Core General’s administrator would not have fit in the office I mentioned before. To be fussily precise, they also did not fit entirely into the park. But a lot of them did, and the majority of their organs of sense and thought were concentrated here.

I stepped off the bottom of the ramp, walked a few steps over the whirling, vertiginous space below to free up the landing for anyone else coming or going, and craned my head back at the ceiling.

Or rather, at the whispering canopy of leaves largely obscuring the next-innermost onion layer of Core General. The leaves, shiny and green-violet, rustled as if there were a breeze behind them. I could make out the windows beyond, leading to levels inhabited by a variety of different species.

This far out and on this side of the hospital, they would all be carbon dioxide or other compatible metabolisms if they weren’t ox types like me, and they would all be species who could tolerate a certain amount of grav and rads. But that was where the resemblances between them would end. I could make out lights intended to mimic the illumination of a dozen suns without turning my head. Soft gold and pink were, to me, the most appealing, followed by the glow my eyes—being adapted to it—saw as a pleasant, neutral white. There were other colors—by my standards worse colors—actinic or merely unpleasant.

We ox breathers shared our habitat sector with not only the carbon dioxide metabolisms, but with a couple of weirdies who breathed nitrogen as well. (No, I don’t know how you use nitrogen as an energy catalyst: I’ve got enough to do keeping track of the various oxygen metabolisms I come in contact with daily.)

The section admin I was craning my head so far back to look up at was one of the CO2 breathers, albeit one without any lungs. Core Gen’s administrator for my bio type, as well as allied and complementary bio types, was a really, really, really big tree.

_____

They might not have been the biggest tree in the galaxy. But then again, they might. They were a Vnetheshallan, from Shhele, and hospital rumor claimed they had come to the Core as a mere seedling. Their people, as a race, were mobile and vaguely humanoid in appearance in their younger instars. As they aged and became ready to reproduce, they returned to their homeworld, where they put down roots—literally—and generated seeds and offspring. And wrote a lot of poetry, created what their species considered great art, and so on.

All except for this one, who had put down roots right here. Or put up roots, or put in roots perhaps, because if you considered the direction of growth, their roots went toward the center of Core Gen and their leaves reached out, filtering light from all these endless stars to feed their hungry cells.

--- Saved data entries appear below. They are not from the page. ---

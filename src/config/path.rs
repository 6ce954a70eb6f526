//! Dotted-path addressing into a JSON tree.

use serde_json::{Map, Value};

use crate::error::{PipelineError, PipelineResult};

/// Split a dotted path into its segments.
///
/// Empty paths and empty segments (`a..b`, `.a`, `a.`) are rejected.
pub(crate) fn parse(path: &str) -> PipelineResult<Vec<&str>> {
    let trimmed = path.trim();
    if trimmed.is_empty() {
        return Err(PipelineError::config("configuration path is empty"));
    }

    let segments: Vec<&str> = trimmed.split('.').collect();
    if segments.iter().any(|s| s.is_empty()) {
        return Err(PipelineError::config(format!("invalid configuration path '{}'", path)));
    }

    Ok(segments)
}

/// Resolve segments against a tree. Numeric segments index into arrays.
pub(crate) fn lookup<'a>(root: &'a Value, segments: &[&str]) -> Option<&'a Value> {
    segments.iter().try_fold(root, |node, segment| match node {
        Value::Object(map) => map.get(*segment),
        Value::Array(items) => segment.parse::<usize>().ok().and_then(|i| items.get(i)),
        _ => None,
    })
}

/// Assign a value at the given segments, creating missing objects on the way.
pub(crate) fn assign(root: &mut Value, segments: &[&str], value: Value) -> PipelineResult<()> {
    let (last, parents) = segments
        .split_last()
        .ok_or_else(|| PipelineError::config("configuration path is empty"))?;

    let mut current = root;
    for segment in parents {
        current = match current {
            Value::Object(map) => {
                map.entry((*segment).to_string()).or_insert_with(|| Value::Object(Map::new()))
            }
            Value::Array(items) => array_slot(items, segments, segment)?,
            _ => return Err(not_an_object(segments, segment)),
        };
    }

    match current {
        Value::Object(map) => {
            map.insert((*last).to_string(), value);
            Ok(())
        }
        Value::Array(items) => {
            *array_slot(items, segments, last)? = value;
            Ok(())
        }
        _ => Err(not_an_object(segments, last)),
    }
}

/// Existing array element addressed by a numeric segment.
fn array_slot<'a>(
    items: &'a mut [Value],
    segments: &[&str],
    segment: &str,
) -> PipelineResult<&'a mut Value> {
    let len = items.len();
    segment.parse::<usize>().ok().and_then(|i| items.get_mut(i)).ok_or_else(|| {
        PipelineError::config(format!(
            "cannot set '{}': '{}' is not an index into an array of length {}",
            segments.join("."),
            segment,
            len
        ))
    })
}

/// Copy of `value` with null object members and array elements dropped.
pub(crate) fn without_nulls(value: &Value) -> Value {
    match value {
        Value::Object(map) => Value::Object(
            map.iter()
                .filter(|(_, v)| !v.is_null())
                .map(|(k, v)| (k.clone(), without_nulls(v)))
                .collect(),
        ),
        Value::Array(items) => {
            Value::Array(items.iter().filter(|v| !v.is_null()).map(without_nulls).collect())
        }
        other => other.clone(),
    }
}

/// Remove the value at the given segments, returning it if present.
pub(crate) fn remove(root: &mut Value, segments: &[&str]) -> Option<Value> {
    let (last, parents) = segments.split_last()?;
    let mut current = root;
    for segment in parents {
        current = current.as_object_mut()?.get_mut(*segment)?;
    }
    current.as_object_mut()?.remove(*last)
}

/// Deep-merge `overlay` into `base`. Objects merge key by key; anything else replaces.
pub(crate) fn merge(base: &mut Value, overlay: Value) {
    match (base, overlay) {
        (Value::Object(base_map), Value::Object(overlay_map)) => {
            for (key, value) in overlay_map {
                match base_map.get_mut(&key) {
                    Some(existing) => merge(existing, value),
                    None => {
                        base_map.insert(key, value);
                    }
                }
            }
        }
        (base, overlay) => *base = overlay,
    }
}

fn not_an_object(segments: &[&str], at: &str) -> PipelineError {
    PipelineError::config(format!(
        "cannot set '{}': value before '{}' is not an object",
        segments.join("."),
        at
    ))
}

#[cfg(test)]
mod tests {
    use serde_json::json;

    use super::*;

    #[test]
    fn test_parse_rejects_empty_segments() {
        assert!(parse("").is_err());
        assert!(parse("a..b").is_err());
        assert!(parse(".a").is_err());
        assert!(parse("a.").is_err());
        assert_eq!(parse("a.b.c").unwrap(), vec!["a", "b", "c"]);
    }

    #[test]
    fn test_lookup_objects_and_arrays() {
        let tree = json!({"a": {"b": [10, {"c": true}]}});
        assert_eq!(lookup(&tree, &["a", "b", "0"]), Some(&json!(10)));
        assert_eq!(lookup(&tree, &["a", "b", "1", "c"]), Some(&json!(true)));
        assert_eq!(lookup(&tree, &["a", "x"]), None);
        assert_eq!(lookup(&tree, &["a", "b", "nope"]), None);
    }

    #[test]
    fn test_assign_creates_intermediates() {
        let mut tree = json!({});
        assign(&mut tree, &["x", "y", "z"], json!("v")).unwrap();
        assert_eq!(tree, json!({"x": {"y": {"z": "v"}}}));
    }

    #[test]
    fn test_assign_through_scalar_fails() {
        let mut tree = json!({"x": 1});
        assert!(assign(&mut tree, &["x", "y"], json!(2)).is_err());
        assert_eq!(tree, json!({"x": 1}));
    }

    #[test]
    fn test_assign_into_existing_array_elements() {
        let mut tree = json!({"a": [1, {"b": 2}]});
        assign(&mut tree, &["a", "0"], json!("x")).unwrap();
        assign(&mut tree, &["a", "1", "c"], json!(3)).unwrap();
        assert_eq!(tree, json!({"a": ["x", {"b": 2, "c": 3}]}));

        assert!(assign(&mut tree, &["a", "5"], json!(0)).is_err());
        assert!(assign(&mut tree, &["a", "key"], json!(0)).is_err());
        assert_eq!(lookup(&tree, &["a", "0"]), Some(&json!("x")));
    }

    #[test]
    fn test_without_nulls() {
        let tree = json!({"a": null, "b": {"c": null, "d": 1}, "e": [null, 2]});
        assert_eq!(without_nulls(&tree), json!({"b": {"d": 1}, "e": [2]}));
    }

    #[test]
    fn test_remove() {
        let mut tree = json!({"a": {"b": 1, "c": 2}});
        assert_eq!(remove(&mut tree, &["a", "b"]), Some(json!(1)));
        assert_eq!(remove(&mut tree, &["a", "missing"]), None);
        assert_eq!(tree, json!({"a": {"c": 2}}));
    }

    #[test]
    fn test_merge_keeps_defaults() {
        let mut base = json!({"a": {"b": 1, "c": 2}, "d": [1]});
        merge(&mut base, json!({"a": {"b": 5}, "d": [9, 9], "e": "new"}));
        assert_eq!(base, json!({"a": {"b": 5, "c": 2}, "d": [9, 9], "e": "new"}));
    }
}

They had grown through and into the superstructure of the hospital. In a real sense, their body was Core Gen. Or at least a significant chunk of Core Gen, ox sector. (Carbon diox sector, from its point of view.)

Job security, I supposed.

I was apprehensive going in, to be perfectly honest. I’d never had an easy conversation with the being most of us jokingly referred to as the Administree. Their nervous system was not centralized into anything we mammals would recognize as a brain, and their thought processes were not linear in a sense most humans would recognize, but ran in multiple parallel tracks at once. Talking to them always made me feel like I was having an argument with a ball of coked-out snakes.

I mean, in a good way. But still.

“Hello, Administrator Starlight,” I said. “You wanted to see me?”

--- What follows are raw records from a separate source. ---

//! Execution records and their lifecycle state.

use std::fmt;
use std::time::Duration;

use chrono::{DateTime, Utc};
use serde::{Deserialize, Serialize};
use serde_json::{Map, Value};

use super::arena::ExecutionId;
use crate::detector::ProjectMetadata;
use crate::error::{PipelineError, PipelineResult};

/// Lifecycle state of an execution.
///
/// `Pending -> Running -> {Completed, Failed}`, and `Pending | Running -> Cancelled`.
/// Terminal states are final.
#[derive(Debug, Clone, Copy, PartialEq, Eq, Hash, Default, Serialize, Deserialize)]
#[serde(rename_all = "snake_case")]
pub enum ExecutionState {
    #[default]
    Pending,
    Running,
    Completed,
    Failed,
    Cancelled,
}

impl ExecutionState {
    pub fn allowed_transitions(&self) -> &'static [ExecutionState] {
        use ExecutionState::*;
        match self {
            Pending => &[Running, Cancelled],
            Running => &[Completed, Failed, Cancelled],
            Completed | Failed | Cancelled => &[],
        }
    }

    pub fn can_transition_to(&self, target: ExecutionState) -> bool {
        self.allowed_transitions().contains(&target)
    }

    pub fn is_terminal(&self) -> bool {
        matches!(self, Self::Completed | Self::Failed | Self::Cancelled)
    }

    pub fn can_cancel(&self) -> bool {
        !self.is_terminal()
    }
}

impl fmt::Display for ExecutionState {
    fn fmt(&self, f: &mut fmt::Formatter<'_>) -> fmt::Result {
        let s = match self {
            Self::Pending => "Pending",
            Self::Running => "Running",
            Self::Completed => "Completed",
            Self::Failed => "Failed",
            Self::Cancelled => "Cancelled",
        };
        write!(f, "{}", s)
    }
}

/// Category of an execution failure.
#[derive(Debug, Clone, Copy, PartialEq, Eq, Serialize, Deserialize)]
#[serde(rename_all = "snake_case")]
pub enum ExecutionErrorKind {
    /// A step reported an error
    StepFailed,
    /// The execution exceeded its time limit
    Timeout,
    /// The backend panicked
    Panicked,
}

/// Error summary captured on a failed record.
#[derive(Debug, Clone, PartialEq, Eq, Serialize, Deserialize)]
pub struct ExecutionError {
    pub kind: ExecutionErrorKind,
    pub message: String,
    #[serde(default, skip_serializing_if = "Option::is_none")]
    pub step: Option<String>,
}

impl ExecutionError {
    pub fn step_failed(step: Option<String>, message: impl Into<String>) -> Self {
        Self { kind: ExecutionErrorKind::StepFailed, message: message.into(), step }
    }

    pub fn timeout(limit: Duration) -> Self {
        Self {
            kind: ExecutionErrorKind::Timeout,
            message: format!("execution timed out after {} ms", limit.as_millis()),
            step: None,
        }
    }

    pub fn panicked(message: impl Into<String>) -> Self {
        Self { kind: ExecutionErrorKind::Panicked, message: message.into(), step: None }
    }

    pub fn is_timeout(&self) -> bool {
        self.kind == ExecutionErrorKind::Timeout
    }
}

impl fmt::Display for ExecutionError {
    fn fmt(&self, f: &mut fmt::Formatter<'_>) -> fmt::Result {
        match &self.step {
            Some(step) => write!(f, "{} (step '{}')", self.message, step),
            None => write!(f, "{}", self.message),
        }
    }
}

/// Output of one executed step.
#[derive(Debug, Clone, PartialEq, Eq, Serialize, Deserialize)]
#[serde(rename_all = "camelCase")]
pub struct StepOutcome {
    pub name: String,
    pub output: String,
    pub duration_ms: u64,
}

/// Result of a completed execution.
#[derive(Debug, Clone, PartialEq, Eq, Serialize, Deserialize)]
#[serde(rename_all = "camelCase")]
pub struct ExecutionOutcome {
    pub summary: String,
    pub steps: Vec<StepOutcome>,
    pub dry_run: bool,
}

/// Options recognised by the executor.
///
/// Unrecognised keys are kept and handed to the backend untouched.
#[derive(Debug, Clone, Default, PartialEq)]
pub struct ExecutionOptions {
    /// Overrides the configured timeout
    pub timeout: Option<Duration>,

    /// Describe the steps without performing them
    pub dry_run: bool,

    /// Raw option map
    pub raw: Map<String, Value>,
}

impl ExecutionOptions {
    /// Parse and type-check an option map.
    pub fn parse(raw: Map<String, Value>) -> PipelineResult<Self> {
        let timeout = match raw.get("timeout_ms") {
            None | Some(Value::Null) => None,
            Some(value) => {
                let ms = value.as_u64().ok_or_else(|| {
                    PipelineError::invalid_input("option 'timeout_ms' must be a non-negative integer")
                })?;
                (ms > 0).then(|| Duration::from_millis(ms))
            }
        };

        let dry_run = match raw.get("dry_run") {
            None | Some(Value::Null) => false,
            Some(Value::Bool(b)) => *b,
            Some(_) => return Err(PipelineError::invalid_input("option 'dry_run' must be a boolean")),
        };

        Ok(Self { timeout, dry_run, raw })
    }
}

/// One tracked auto-execution.
#[derive(Debug, Clone, PartialEq, Serialize, Deserialize)]
#[serde(rename_all = "camelCase")]
pub struct ExecutionRecord {
    pub id: ExecutionId,
    pub content: String,
    pub metadata: ProjectMetadata,
    pub options: Map<String, Value>,
    pub state: ExecutionState,
    pub created_at: DateTime<Utc>,
    #[serde(default, skip_serializing_if = "Option::is_none")]
    pub started_at: Option<DateTime<Utc>>,
    #[serde(default, skip_serializing_if = "Option::is_none")]
    pub completed_at: Option<DateTime<Utc>>,
    #[serde(default, skip_serializing_if = "Option::is_none")]
    pub result: Option<ExecutionOutcome>,
    #[serde(default, skip_serializing_if = "Option::is_none")]
    pub error: Option<ExecutionError>,
}

impl ExecutionRecord {
    pub(crate) fn new(
        id: ExecutionId,
        content: String,
        metadata: ProjectMetadata,
        options: Map<String, Value>,
    ) -> Self {
        Self {
            id,
            content,
            metadata,
            options,
            state: ExecutionState::Pending,
            created_at: Utc::now(),
            started_at: None,
            completed_at: None,
            result: None,
            error: None,
        }
    }

    /// Move to `target`, stamping timestamps. Returns false for a disallowed transition.
    pub(crate) fn transition(&mut self, target: ExecutionState) -> bool {
        if !self.state.can_transition_to(target) {
            return false;
        }

        let now = Utc::now();
        if target == ExecutionState::Running {
            self.started_at = Some(now);
        }
        if target.is_terminal() {
            self.completed_at = Some(now);
        }
        self.state = target;
        true
    }

    /// The recorded failure as a pipeline error, if the execution failed.
    pub fn failure(&self) -> Option<PipelineError> {
        let error = self.error.as_ref()?;
        Some(PipelineError::ExecutionFailure { id: self.id.to_string(), message: error.to_string() })
    }

    /// Wall-clock time between start and completion (or now, while running).
    pub fn duration(&self) -> Option<chrono::Duration> {
        let started = self.started_at?;
        Some(self.completed_at.unwrap_or_else(Utc::now) - started)
    }
}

The tree’s name was not pronounceable, but it translated as Grows-in-Starlight, which was pretty and accurate. I knew that their fox would translate for them as mine translated for me. When they replied, their “voice” came through the senso clearly.

[Doctor/Coordinator Jens,] said Starlight. [Can you explain your professional choices to us?]

“You believe I made the wrong choice in staying on Big Rock Candy Mountain when Tsosie wanted to fall back?”

[Perhaps. Do you?]

“I’ve reviewed the ayatanas, mine and Tsosie’s. I can’t be certain, quite honestly. I believe I made a choice that worked out as well as any choice could have, under the circumstances.”